_Exercise requirements_:
Below are some records; output exactly the lines from the line with "self.redact_values = redact;" to the line with "pub fn load(path: impl", both ends kept, and nothing more.
══════════
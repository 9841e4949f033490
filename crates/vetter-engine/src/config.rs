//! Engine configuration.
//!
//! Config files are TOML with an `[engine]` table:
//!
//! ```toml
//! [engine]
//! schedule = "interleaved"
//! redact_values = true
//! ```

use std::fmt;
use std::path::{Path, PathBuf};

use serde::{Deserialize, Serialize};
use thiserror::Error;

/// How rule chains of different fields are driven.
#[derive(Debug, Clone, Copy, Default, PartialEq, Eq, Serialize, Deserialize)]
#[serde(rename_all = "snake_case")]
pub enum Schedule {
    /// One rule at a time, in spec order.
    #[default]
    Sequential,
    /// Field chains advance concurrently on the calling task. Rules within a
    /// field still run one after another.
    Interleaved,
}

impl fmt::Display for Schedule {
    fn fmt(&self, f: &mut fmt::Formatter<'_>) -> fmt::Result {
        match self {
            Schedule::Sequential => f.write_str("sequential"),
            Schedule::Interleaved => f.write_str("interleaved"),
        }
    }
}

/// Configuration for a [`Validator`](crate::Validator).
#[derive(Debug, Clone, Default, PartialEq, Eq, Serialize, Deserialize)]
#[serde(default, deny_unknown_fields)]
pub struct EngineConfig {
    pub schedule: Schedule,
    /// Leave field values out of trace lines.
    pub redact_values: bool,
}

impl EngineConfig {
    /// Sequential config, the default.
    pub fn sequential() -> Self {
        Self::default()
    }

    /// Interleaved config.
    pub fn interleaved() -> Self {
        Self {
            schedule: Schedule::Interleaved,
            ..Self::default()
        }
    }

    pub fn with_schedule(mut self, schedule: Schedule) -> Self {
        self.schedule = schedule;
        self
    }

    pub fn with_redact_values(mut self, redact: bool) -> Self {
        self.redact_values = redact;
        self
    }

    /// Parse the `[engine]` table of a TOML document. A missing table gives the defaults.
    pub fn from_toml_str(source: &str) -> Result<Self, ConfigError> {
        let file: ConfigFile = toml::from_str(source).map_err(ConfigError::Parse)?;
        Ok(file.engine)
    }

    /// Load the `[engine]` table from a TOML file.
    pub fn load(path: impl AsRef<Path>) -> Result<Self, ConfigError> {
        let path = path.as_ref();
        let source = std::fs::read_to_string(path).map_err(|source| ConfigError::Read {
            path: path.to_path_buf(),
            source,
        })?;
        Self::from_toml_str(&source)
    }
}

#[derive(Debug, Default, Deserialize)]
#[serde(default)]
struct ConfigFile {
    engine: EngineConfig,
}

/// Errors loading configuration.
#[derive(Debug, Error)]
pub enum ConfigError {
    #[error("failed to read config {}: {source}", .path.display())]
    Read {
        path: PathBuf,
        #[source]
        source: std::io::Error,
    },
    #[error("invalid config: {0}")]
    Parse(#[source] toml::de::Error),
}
══════════
_Worked solution_:
        self.redact_values = redact;
        self
    }

    /// Parse the `[engine]` table of a TOML document. A missing table gives the defaults.
    pub fn from_toml_str(source: &str) -> Result<Self, ConfigError> {
        let file: ConfigFile = toml::from_str(source).map_err(ConfigError::Parse)?;
        Ok(file.engine)
    }

    /// Load the `[engine]` table from a TOML file.
    pub fn load(path: impl AsRef<Path>) -> Result<Self, ConfigError> {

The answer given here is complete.